Jan 102025
 

Full Albums features covers of every track off a classic album. Got an idea for a future pick? Leave a note in the comments!

Excitable Boy

Warren Zevon was quite an excitable boy himself, it seems, if not necessarily in the league of the character described in the song of that name, a highpoint in his third album release. A maverick individual with a bag of demons, he cast a spiky flame across the AOR uplands of the ’70s and ’80s, falling in and out of favor, exasperating and alienating friends, family and fans alike. A couple late career upturns brought him back into focus as the century turned, before lung cancer scythed a swath through his renaissance. It also supplied him the means for some exceptional last gasp, literally, material, releasing The Wind just one month before his 2003 death.

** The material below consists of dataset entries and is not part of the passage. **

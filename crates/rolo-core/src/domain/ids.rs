use serde::{Deserialize, Serialize};
use std::fmt;
use std::str::FromStr;
use uuid::Uuid;

#[derive(Debug, Clone, Copy, PartialEq, Eq, Hash, Serialize, Deserialize)]
#[serde(transparent)]
pub struct ContactId(pub Uuid);

impl Default for ContactId {
    fn default() -> Self {
        Self::new()
    }
}

impl ContactId {
    pub fn new() -> Self {
        Self(Uuid::new_v4())
    }

    pub fn from_uuid(value: Uuid) -> Self {
        Self(value)
    }

    pub fn as_uuid(&self) -> &Uuid {
        &self.0
    }
}

impl fmt::Display for ContactId {
    fn fmt(&self, f: &mut fmt::Formatter<'_>) -> fmt::Result {
        write!(f, "{}", self.0)
    }
}

impl FromStr for ContactId {
    type Err = uuid::Error;

    fn from_str(s: &str) -> Result<Self, Self::Err> {
        Ok(Self(Uuid::parse_str(s)?))
    }
}
pub mod contacts;
pub mod files;
pub mod session;

pub use contacts::ContactsRepo;
pub use files::{UploadedFile, UploadedFilesRepo};
pub use session::{Session, SessionRepo};
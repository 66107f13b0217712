use std::env;
use std::fs;
use std::path::{Path, PathBuf};

use rolo_core::domain::Category;
use serde::Deserialize;
use thiserror::Error;

const APP_DIR: &str = "rolo";
const CONFIG_FILENAME: &str = "config.toml";

pub const DEFAULT_COUNTRY_CODE: &str = "+1";

#[derive(Debug, Clone)]
pub struct AppConfig {
    pub default_country_code: String,
    pub remote: Option<RemoteConfig>,
    pub webhooks: WebhooksConfig,
}

/// Endpoint of the backend-as-a-service store. Absent remote config keeps
/// every flow local-only.
#[derive(Debug, Clone)]
pub struct RemoteConfig {
    pub url: String,
    pub anon_key: String,
}

/// Optional per-category notification endpoints, posted to on manual entry.
#[derive(Debug, Clone, Default)]
pub struct WebhooksConfig {
    pub general: Option<String>,
    pub doctor: Option<String>,
    pub real_estate: Option<String>,
}

impl WebhooksConfig {
    pub fn endpoint_for(&self, category: Category) -> Option<&str> {
        match category {
            Category::General => self.general.as_deref(),
            Category::Doctor => self.doctor.as_deref(),
            Category::RealEstate => self.real_estate.as_deref(),
        }
    }
}

impl Default for AppConfig {
    fn default() -> Self {
        Self {
            default_country_code: DEFAULT_COUNTRY_CODE.to_string(),
            remote: None,
            webhooks: WebhooksConfig::default(),
        }
    }
}

#[derive(Debug, Error)]
pub enum ConfigError {
    #[error("missing home directory")]
    MissingHomeDir,
    #[error("invalid config path: {0}")]
    InvalidConfigPath(PathBuf),
    #[error("config file not found: {0}")]
    MissingConfigFile(PathBuf),
    #[error("config file permissions too permissive: {0}")]
    InsecurePermissions(PathBuf),
    #[error("invalid default_country_code value: {0}")]
    InvalidCountryCode(String),
    #[error("invalid remote.url value: {0}")]
    InvalidRemoteUrl(String),
    #[error("remote.anon_key must not be empty")]
    EmptyAnonKey,
    #[error("failed to read config file {path}: {source}")]
    Read {
        path: PathBuf,
        #[source]
        source: std::io::Error,
    },
    #[error("failed to parse config file {path}: {source}")]
    Parse {
        path: PathBuf,
        #[source]
        source: toml::de::Error,
    },
}

pub type Result<T> = std::result::Result<T, ConfigError>;

#[derive(Debug, Deserialize)]
#[serde(deny_unknown_fields)]
struct ConfigFile {
    default_country_code: Option<String>,
    remote: Option<RemoteFile>,
    webhooks: Option<WebhooksFile>,
}

#[derive(Debug, Deserialize)]
#[serde(deny_unknown_fields)]
struct RemoteFile {
    url: String,
    anon_key: String,
}

#[derive(Debug, Deserialize)]
#[serde(deny_unknown_fields)]
struct WebhooksFile {
    general: Option<String>,
    doctor: Option<String>,
    real_estate: Option<String>,
}

pub fn load(config_path: Option<PathBuf>) -> Result<AppConfig> {
    let required = config_path.is_some();
    let path = match resolve_config_path(config_path.clone()) {
        Ok(path) => path,
        Err(ConfigError::MissingHomeDir) if !required => return Ok(AppConfig::default()),
        Err(ConfigError::InvalidConfigPath(_)) if !required => return Ok(AppConfig::default()),
        Err(err) => return Err(err),
    };
    match load_at_path(&path, required)? {
        Some(config) => Ok(config),
        None => Ok(AppConfig::default()),
    }
}

pub fn resolve_config_path(custom: Option<PathBuf>) -> Result<PathBuf> {
    match custom {
        Some(path) => {
            if path.as_os_str().is_empty() {
                return Err(ConfigError::InvalidConfigPath(path));
            }
            Ok(path)
        }
        None => {
            let base = if let Some(dir) = env::var_os("XDG_CONFIG_HOME") {
                let path = PathBuf::from(dir);
                if path.as_os_str().is_empty() {
                    return Err(ConfigError::InvalidConfigPath(path));
                }
                path
            } else {
                let home = dirs::home_dir().ok_or(ConfigError::MissingHomeDir)?;
                home.join(".config")
            };
            Ok(base.join(APP_DIR).join(CONFIG_FILENAME))
        }
    }
}

fn load_at_path(path: &Path, required: bool) -> Result<Option<AppConfig>> {
    if !path.exists() {
        if required {
            return Err(ConfigError::MissingConfigFile(path.to_path_buf()));
        }
        return Ok(None);
    }

    ensure_permissions(path)?;
    let contents = fs::read_to_string(path).map_err(|source| ConfigError::Read {
        path: path.to_path_buf(),
        source,
    })?;
    let parsed: ConfigFile = toml::from_str(&contents).map_err(|source| ConfigError::Parse {
        path: path.to_path_buf(),
        source,
    })?;
    Ok(Some(merge_config(parsed)?))
}

fn merge_config(parsed: ConfigFile) -> Result<AppConfig> {
    let mut config = AppConfig::default();

    if let Some(code) = parsed.default_country_code {
        let valid = code
            .strip_prefix('+')
            .is_some_and(|rest| !rest.is_empty() && rest.chars().all(|ch| ch.is_ascii_digit()));
        if !valid {
            return Err(ConfigError::InvalidCountryCode(code));
        }
        config.default_country_code = code;
    }

    if let Some(remote) = parsed.remote {
        if !remote.url.starts_with("https://") {
            return Err(ConfigError::InvalidRemoteUrl(remote.url));
        }
        if remote.anon_key.trim().is_empty() {
            return Err(ConfigError::EmptyAnonKey);
        }
        config.remote = Some(RemoteConfig {
            url: remote.url,
            anon_key: remote.anon_key,
        });
    }

    if let Some(webhooks) = parsed.webhooks {
        config.webhooks = WebhooksConfig {
            general: webhooks.general,
            doctor: webhooks.doctor,
            real_estate: webhooks.real_estate,
        };
    }

    Ok(config)
}

#[cfg(unix)]
fn ensure_permissions(path: &Path) -> Result<()> {
    use std::os::unix::fs::PermissionsExt;

    let metadata = fs::metadata(path).map_err(|source| ConfigError::Read {
        path: path.to_path_buf(),
        source,
    })?;
    let mode = metadata.permissions().mode();
    if mode & 0o077 != 0 {
        return Err(ConfigError::InsecurePermissions(path.to_path_buf()));
    }
    Ok(())
}

#[cfg(not(unix))]
fn ensure_permissions(_path: &Path) -> Result<()> {
    Ok(())
}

Like many of that era, Zevon’s career began as a songwriter for hire/jingle composer. The Turtles were early recipients of his style. His 1970 debut Wanted Dead or Alive sank with little trace, sending him back to supper clubs and session work. Jackson Browne gave him a huge break, producing and promoting his second disc before taking him out on tour, as his support and gig-buddy. The Browne connection, and the prestigious Asylum label, contrived to bring attention earlier lacking, his quirky songs now available to a much larger audience. This eponymous 1976 album was duly hailed “a masterpiece” by Rolling Stone.

Bolstered by recognition, two years later saw the release of Excitable Boy, again helmed by Browne, together with guitarist Waddy Wachtel. This saw Zevon’s career-best sales, going platinum and attaining a Billboard Top 10 placing. Furthermore, the single from the album, “Werewolves Of London,” #21 on the US chart, prove also an unlikely critical hit in the U.K., at a time when punk rock was more the emergent flavor of the day, alerting this writer to his oeuvre, a love maintained immediately and thereafter.

So let’s see how it and rest of Excitable Boy has lasted, as inspiration and influence for the covers work of others.

Phil Cody – Johnny Strikes Up the Band (Warren Zevon cover)

A standard guitar and piano progression, the original “Johnny Strikes Up the Band” is characterized by Zevon’s gruff vocal idiosyncrasy, the piano part sufficient to remove the otherwise conventional guitar parts. A classic opening song, it plays a sort of “hey kids, let’s put the show on right here” type vibe of no small appeal, a feel-good song about the power of music to make you, yes, feel good. Sometimes said to be about Queen, given the lyrical mention of a Freddie, it seems more likely to be about himself, unless John Deacon was really being credited as the prime ignition of that “Bo Rhap” hitmakers.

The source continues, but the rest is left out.